The “B Banks” are miniature reconstructions of the limestone meadows found on the Sussex Downs.
The first B Bank was built almost 20 years ago and 19 others have sprung up in the area including Dorothy Stringer School, Hove Park, Surrenden, Carden, Hollingdean, Crowhurst, Brighthelm, Swanborough, East Brighton and Roedean.
In total, the banks cover an area of 1.26 hectares, or about two football pitches.
Councilor Amy Heley, Chair of Brighton and Hove City Council’s Environment, Transport and Sustainability Committee, said: “The B-Banks have had a tremendous impact on the wildlife in these places which is wonderful to see.
“They were incredible at attracting a great diversity of species to the city, many of which would otherwise only be found in the countryside.

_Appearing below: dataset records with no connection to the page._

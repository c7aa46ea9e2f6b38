//! HTTPS/2 listener.
//!
//! One task per connection. Each connection owns a cancellation token that
//! is a child of the server's shutdown token, and every request pipeline on
//! it hangs off that token, so closing a connection stops its file reads.

use crate::config::Config;
use crate::http::RequestHandler;
use crate::tls::{self, H2_ALPN};
use anyhow::{Context, Result};
use hyper::body::Incoming;
use hyper::server::conn::http2;
use hyper::service::service_fn;
use hyper::Request;
use hyper_util::rt::{TokioExecutor, TokioIo, TokioTimer};
use std::convert::Infallible;
use std::net::SocketAddr;
use std::sync::Arc;
use std::time::Duration;
use tokio::net::{TcpListener, TcpStream};
use tokio_rustls::TlsAcceptor;
use tokio_util::sync::CancellationToken;

/// HTTP/2 connection settings
#[derive(Debug, Clone, Copy)]
pub struct ConnectionSettings {
    pub window_size: u32,
    pub keep_alive: Duration,
}

impl ConnectionSettings {
    pub fn from_config(config: &Config) -> Self {
        Self {
            window_size: config.server.window_size,
            keep_alive: Duration::from_secs(config.server.keep_alive_secs),
        }
    }

    fn builder(&self) -> http2::Builder<TokioExecutor> {
        let mut builder = http2::Builder::new(TokioExecutor::new());
        builder
            .timer(TokioTimer::new())
            .initial_stream_window_size(self.window_size)
            .initial_connection_window_size(self.window_size);
        if !self.keep_alive.is_zero() {
            builder
                .keep_alive_interval(self.keep_alive)
                .keep_alive_timeout(self.keep_alive);
        }
        builder
    }
}

/// Bind the configured address and serve until `shutdown` is cancelled.
pub async fn run(config: Config, shutdown: CancellationToken) -> Result<()> {
    let tls_config = tls::server_config(&config).context("Failed to set up TLS")?;
    let addr = config.listen_addr();
    let listener = TcpListener::bind(&addr)
        .await
        .with_context(|| format!("Failed to bind {addr}"))?;

    tracing::info!(
        addr = %listener.local_addr().unwrap_or_else(|_| ([0, 0, 0, 0], 0).into()),
        root = %config.file.doc_root.display(),
        compression = config.compression.enabled,
        "listening"
    );

    serve(
        listener,
        TlsAcceptor::from(tls_config),
        Arc::new(RequestHandler::from_config(&config)),
        ConnectionSettings::from_config(&config),
        shutdown,
    )
    .await
}

/// Accept loop over an already bound listener.
pub async fn serve(
    listener: TcpListener,
    acceptor: TlsAcceptor,
    handler: Arc<RequestHandler>,
    settings: ConnectionSettings,
    shutdown: CancellationToken,
) -> Result<()> {
    loop {
        let (tcp, peer) = tokio::select! {
            _ = shutdown.cancelled() => {
                tracing::info!("shutting down listener");
                return Ok(());
            }
            accepted = listener.accept() => match accepted {
                Ok(conn) => conn,
                Err(e) => {
                    tracing::warn!(error = %e, "accept failed");
                    continue;
                }
            },
        };

        if let Err(e) = tcp.set_nodelay(true) {
            tracing::debug!(%peer, error = %e, "cannot set TCP_NODELAY");
        }

        let acceptor = acceptor.clone();
        let handler = handler.clone();
        let conn_token = shutdown.child_token();
        tokio::spawn(async move {
            serve_connection(tcp, peer, acceptor, handler, settings, conn_token).await;
        });
    }
}

async fn serve_connection(
    tcp: TcpStream,
    peer: SocketAddr,
    acceptor: TlsAcceptor,
    handler: Arc<RequestHandler>,
    settings: ConnectionSettings,
    token: CancellationToken,
) {
    // Cancels every pipeline of this connection once it is gone.
    let _guard = token.clone().drop_guard();

    let stream = match acceptor.accept(tcp).await {
        Ok(stream) => stream,
        Err(e) => {
            tracing::warn!(%peer, error = %e, "TLS handshake failed");
            return;
        }
    };

    let alpn = stream.get_ref().1.alpn_protocol();
    if alpn != Some(H2_ALPN) {
        tracing::warn!(
            %peer,
            alpn = ?alpn.map(String::from_utf8_lossy),
            "client did not negotiate h2, closing"
        );
        return;
    }
    tracing::debug!(%peer, "connection established");

    let service_token = token.clone();
    let service = service_fn(move |req: Request<Incoming>| {
        let handler = handler.clone();
        let token = service_token.clone();
        async move { Ok::<_, Infallible>(handler.handle(req, peer, &token).await) }
    });

    let conn = settings
        .builder()
        .serve_connection(TokioIo::new(stream), service);
    tokio::pin!(conn);

    let res = tokio::select! {
        res = conn.as_mut() => res,
        _ = token.cancelled() => {
            conn.as_mut().graceful_shutdown();
            conn.await
        }
    };

    match res {
        Ok(()) => tracing::debug!(%peer, "connection closed"),
        Err(e) => tracing::debug!(%peer, error = %e, "connection ended with error"),
    }
}
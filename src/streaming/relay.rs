//! CompressingRelay: raw chunks -> streaming encoder -> re-buffered chunks.
//!
//! The encoders are push-style `std::io::Write` adapters over a
//! [`RebufferWriter`]. The relay is an ordinary task: it feeds one raw chunk
//! to the encoder, then sends whatever chunks became ready, so it only ever
//! waits on its queues and never parks a runtime thread. It owns the encoder
//! and the accumulator for the stream's lifetime.

use crate::streaming::channel::{
    chunk_channel, lost_producer, ChunkSender, ChunkStream, StreamOutcome,
};
use crate::streaming::rebuffer::RebufferWriter;
use bytes::Bytes;
use flate2::write::GzEncoder;
use serde::{Deserialize, Serialize};
use std::collections::VecDeque;
use std::fmt;
use std::io::{self, Write};
use std::str::FromStr;
use tokio::sync::oneshot;
use tokio_util::sync::CancellationToken;

/// Encoder level used when none is configured (the fastest regular level of both encoders)
pub const DEFAULT_LEVEL: i32 = 1;

/// Content encoding produced by the relay
#[derive(Debug, Clone, Copy, PartialEq, Eq, Default, Serialize, Deserialize)]
#[serde(rename_all = "lowercase")]
pub enum Encoding {
    #[default]
    Gzip,
    Zstd,
}

impl Encoding {
    /// Token used in `Content-Encoding` / `Accept-Encoding`
    pub fn as_str(&self) -> &'static str {
        match self {
            Encoding::Gzip => "gzip",
            Encoding::Zstd => "zstd",
        }
    }
}

impl fmt::Display for Encoding {
    fn fmt(&self, f: &mut fmt::Formatter<'_>) -> fmt::Result {
        f.write_str(self.as_str())
    }
}

impl FromStr for Encoding {
    type Err = String;

    fn from_str(s: &str) -> Result<Self, Self::Err> {
        match s.to_ascii_lowercase().as_str() {
            "gzip" => Ok(Encoding::Gzip),
            "zstd" => Ok(Encoding::Zstd),
            other => Err(format!("unsupported encoding: {other}")),
        }
    }
}

/// One encoder instance, owned by one relay.
enum Compressor<W: Write> {
    Gzip(GzEncoder<W>),
    Zstd(zstd::stream::write::Encoder<'static, W>),
}

impl<W: Write> Compressor<W> {
    fn new(encoding: Encoding, level: i32, inner: W) -> io::Result<Self> {
        match encoding {
            Encoding::Gzip => {
                let level = flate2::Compression::new(level.clamp(0, 9) as u32);
                Ok(Compressor::Gzip(GzEncoder::new(inner, level)))
            }
            Encoding::Zstd => Ok(Compressor::Zstd(zstd::stream::write::Encoder::new(
                inner, level,
            )?)),
        }
    }

    fn get_mut(&mut self) -> &mut W {
        match self {
            Compressor::Gzip(enc) => enc.get_mut(),
            Compressor::Zstd(enc) => enc.get_mut(),
        }
    }

    /// Write the trailer and hand back the inner writer
    fn finish(self) -> io::Result<W> {
        match self {
            Compressor::Gzip(enc) => enc.finish(),
            Compressor::Zstd(enc) => enc.finish(),
        }
    }
}

impl<W: Write> Write for Compressor<W> {
    fn write(&mut self, buf: &[u8]) -> io::Result<usize> {
        match self {
            Compressor::Gzip(enc) => enc.write(buf),
            Compressor::Zstd(enc) => enc.write(buf),
        }
    }

    fn flush(&mut self) -> io::Result<()> {
        match self {
            Compressor::Gzip(enc) => enc.flush(),
            Compressor::Zstd(enc) => enc.flush(),
        }
    }
}

/// Relay settings
#[derive(Debug, Clone, Copy)]
pub struct RelayConfig {
    pub encoding: Encoding,
    pub level: i32,
    /// Target size of emitted chunks
    pub buffer_size: usize,
    pub queue_depth: usize,
}

/// Wrap `upstream` with a compressing relay.
///
/// Returns immediately. The returned stream closes after the encoder has
/// been finished and the last partial chunk emitted, or early if upstream
/// did not complete, the consumer went away, or the token fired while the
/// relay was waiting on a full queue.
///
/// Must be called from within a tokio runtime.
pub fn apply_compression(upstream: ChunkStream, config: RelayConfig) -> ChunkStream {
    let (tx, rx) = chunk_channel(config.queue_depth);
    let (outcome_tx, outcome_rx) = oneshot::channel();
    let cancel = upstream.cancel_token().clone();

    let token = cancel.clone();
    tokio::spawn(async move {
        let outcome = relay(upstream, config, tx, token).await;
        let _ = outcome_tx.send(outcome);
    });

    ChunkStream::new(rx, outcome_rx, cancel)
}

async fn relay(
    upstream: ChunkStream,
    config: RelayConfig,
    tx: ChunkSender,
    cancel: CancellationToken,
) -> StreamOutcome {
    let (mut raw, upstream_outcome, _) = upstream.into_parts();

    let writer = RebufferWriter::new(config.buffer_size);
    let mut encoder = match Compressor::new(config.encoding, config.level, writer) {
        Ok(enc) => enc,
        Err(e) => return encode_failed(e),
    };

    while let Some(chunk) = raw.recv().await {
        if let Err(e) = encoder.write_all(&chunk) {
            return encode_failed(e);
        }
        let ready = encoder.get_mut().take_ready();
        if let Err(outcome) = emit(&tx, &cancel, ready).await {
            return outcome;
        }
    }

    let upstream_outcome = upstream_outcome.await.unwrap_or_else(|_| lost_producer());
    if !upstream_outcome.is_completed() {
        // No trailer for a truncated stream. Encoder state and the partial
        // accumulator are discarded with it, so compressed output for bytes
        // already read but not yet emitted is lost.
        return upstream_outcome;
    }

    let mut writer = match encoder.finish() {
        Ok(writer) => writer,
        Err(e) => return encode_failed(e),
    };
    writer.finish();
    match emit(&tx, &cancel, writer.take_ready()).await {
        Ok(()) => StreamOutcome::Completed,
        Err(outcome) => outcome,
    }
}

/// Queue compressed chunks in order, waiting under backpressure.
async fn emit(
    tx: &ChunkSender,
    cancel: &CancellationToken,
    chunks: VecDeque<Bytes>,
) -> Result<(), StreamOutcome> {
    for chunk in chunks {
        let len = chunk.len();
        tokio::select! {
            biased;
            _ = cancel.cancelled() => {
                tracing::debug!("relay cancelled");
                return Err(StreamOutcome::Cancelled);
            }
            res = tx.send(chunk) => {
                if res.is_err() {
                    tracing::debug!("compressed chunk consumer gone");
                    return Err(StreamOutcome::ConsumerGone);
                }
            }
        }
        tracing::trace!(len, "compressed chunk queued");
    }
    Ok(())
}

fn encode_failed(e: io::Error) -> StreamOutcome {
    tracing::warn!(error = %e, "compression failed");
    StreamOutcome::EncodeFailed(e)
}

#[cfg(test)]
mod tests {
    use super::*;
    use crate::streaming::source::begin_chunk_stream;
    use flate2::read::GzDecoder;
    use std::fs;
    use std::io::Read;
    use tempfile::TempDir;

    fn config(encoding: Encoding, buffer_size: usize) -> RelayConfig {
        RelayConfig {
            encoding,
            level: DEFAULT_LEVEL,
            buffer_size,
            queue_depth: 4,
        }
    }

    async fn collect(mut stream: ChunkStream) -> (Vec<Bytes>, StreamOutcome) {
        let mut chunks = Vec::new();
        while let Some(chunk) = stream.next().await {
            chunks.push(chunk);
        }
        (chunks, stream.finish().await)
    }

    fn pseudo_random(len: usize) -> Vec<u8> {
        let mut x: u32 = 0x9E37_79B9;
        (0..len)
            .map(|_| {
                x ^= x << 13;
                x ^= x >> 17;
                x ^= x << 5;
                x as u8
            })
            .collect()
    }

    #[test]
    fn test_encoding_parse() {
        assert_eq!("gzip".parse::<Encoding>().unwrap(), Encoding::Gzip);
        assert_eq!("ZSTD".parse::<Encoding>().unwrap(), Encoding::Zstd);
        assert!("br".parse::<Encoding>().is_err());
        assert_eq!(Encoding::default(), Encoding::Gzip);
    }

    #[tokio::test(flavor = "multi_thread", worker_threads = 2)]
    async fn test_gzip_relay_roundtrip() {
        let tmp = TempDir::new().unwrap();
        let path = tmp.path().join("text.txt");
        let content = b"the quick brown fox jumps over the lazy dog\n".repeat(2000);
        fs::write(&path, &content).unwrap();

        let raw = begin_chunk_stream(&path, 4096, 4, CancellationToken::new());
        let compressed = apply_compression(raw, config(Encoding::Gzip, 1024));
        let (chunks, outcome) = collect(compressed).await;

        assert!(outcome.is_completed());
        assert!(chunks.iter().all(|c| !c.is_empty()));

        let mut decoded = Vec::new();
        GzDecoder::new(&chunks.concat()[..])
            .read_to_end(&mut decoded)
            .unwrap();
        assert_eq!(decoded, content);
    }

    #[tokio::test(flavor = "multi_thread", worker_threads = 2)]
    async fn test_zstd_relay_roundtrip() {
        let tmp = TempDir::new().unwrap();
        let path = tmp.path().join("noise.bin");
        let content = pseudo_random(200_000);
        fs::write(&path, &content).unwrap();

        let raw = begin_chunk_stream(&path, 16 * 1024, 4, CancellationToken::new());
        let compressed = apply_compression(raw, config(Encoding::Zstd, 8 * 1024));
        let (chunks, outcome) = collect(compressed).await;

        assert!(outcome.is_completed());
        let decoded = zstd::stream::decode_all(&chunks.concat()[..]).unwrap();
        assert_eq!(decoded, content);
    }

    #[tokio::test(flavor = "multi_thread", worker_threads = 2)]
    async fn test_empty_file_still_gets_a_valid_stream() {
        let tmp = TempDir::new().unwrap();
        let path = tmp.path().join("empty");
        fs::write(&path, b"").unwrap();

        let raw = begin_chunk_stream(&path, 1024, 4, CancellationToken::new());
        let (chunks, outcome) = collect(apply_compression(raw, config(Encoding::Gzip, 512))).await;

        assert!(outcome.is_completed());
        let mut decoded = Vec::new();
        GzDecoder::new(&chunks.concat()[..])
            .read_to_end(&mut decoded)
            .unwrap();
        assert!(decoded.is_empty());
    }

    #[tokio::test(flavor = "multi_thread", worker_threads = 2)]
    async fn test_open_failure_forwards_outcome() {
        let tmp = TempDir::new().unwrap();
        let raw = begin_chunk_stream(
            tmp.path().join("missing"),
            1024,
            4,
            CancellationToken::new(),
        );
        let (chunks, outcome) = collect(apply_compression(raw, config(Encoding::Gzip, 512))).await;

        assert!(chunks.is_empty());
        assert!(matches!(outcome, StreamOutcome::OpenFailed(_)));
    }

    #[tokio::test]
    async fn test_read_failure_forwarded_without_trailer() {
        // A directory opens fine on Linux, then the first read fails.
        let tmp = TempDir::new().unwrap();
        let raw = begin_chunk_stream(tmp.path(), 1024, 4, CancellationToken::new());
        let (chunks, outcome) = collect(apply_compression(raw, config(Encoding::Gzip, 512))).await;

        assert!(chunks.is_empty());
        assert!(matches!(outcome, StreamOutcome::ReadFailed(_)));
    }

    #[tokio::test]
    async fn test_relay_runs_on_current_thread_runtime() {
        let tmp = TempDir::new().unwrap();
        let path = tmp.path().join("text.txt");
        let content = b"single threaded\n".repeat(4000);
        fs::write(&path, &content).unwrap();

        let raw = begin_chunk_stream(&path, 4096, 1, CancellationToken::new());
        let compressed = apply_compression(
            raw,
            RelayConfig {
                queue_depth: 1,
                ..config(Encoding::Zstd, 256)
            },
        );
        let (chunks, outcome) = collect(compressed).await;

        assert!(outcome.is_completed());
        assert_eq!(zstd::stream::decode_all(&chunks.concat()[..]).unwrap(), content);
    }

    #[tokio::test(flavor = "multi_thread", worker_threads = 2)]
    async fn test_cancel_unblocks_stalled_relay() {
        let tmp = TempDir::new().unwrap();
        let path = tmp.path().join("noise.bin");
        fs::write(&path, pseudo_random(1024 * 1024)).unwrap();

        let token = CancellationToken::new();
        let raw = begin_chunk_stream(&path, 4096, 1, token.clone());
        let mut compressed = apply_compression(
            raw,
            RelayConfig {
                queue_depth: 1,
                ..config(Encoding::Gzip, 1024)
            },
        );

        // Take one chunk, then stop reading so both queues fill up.
        compressed.next().await.unwrap();
        tokio::time::sleep(std::time::Duration::from_millis(50)).await;
        token.cancel();

        let mut drained = 0;
        while compressed.next().await.is_some() {
            drained += 1;
        }
        assert!(drained <= 1);
        assert!(matches!(compressed.finish().await, StreamOutcome::Cancelled));
    }
}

The project is a real success story for our City Parks employees.”
Councilor Gary Wilkinson, opposition spokesman for Environment, Transport and Sustainability said: “Our natural environment performs a number of important functions and contributes to the health and quality of life of residents, workers and visitors to the city.
“So I am delighted that so much has been achieved with this project thanks to the hard work of our employees.
“The wildflower-rich B-banks of butterflies, bees and other pollinators are helping to form part of the Council’s response to the biodiversity and climate crises, and support our goal of becoming a carbon-neutral city by 2030.”
A detailed ecological survey of the sites recorded 554 different invertebrates such as bugs, flies, beetles, butterflies, larvae, moths and spiders.
This included 58 species with conservation status, plus a bee that is entirely new to Sussex.
In addition, a total of 191 different plant species were documented.
The survey was conducted in May and July 2021 and was funded by the National Lottery Heritage Fund as part of the development of a major conservation project called Changing Chalk.
The Changing Chalk project aims to preserve, protect and employ people with the rare chalk meadows and historic sites of the Sussex Downs.
The council said 10 more B banks could be on the way in the near future.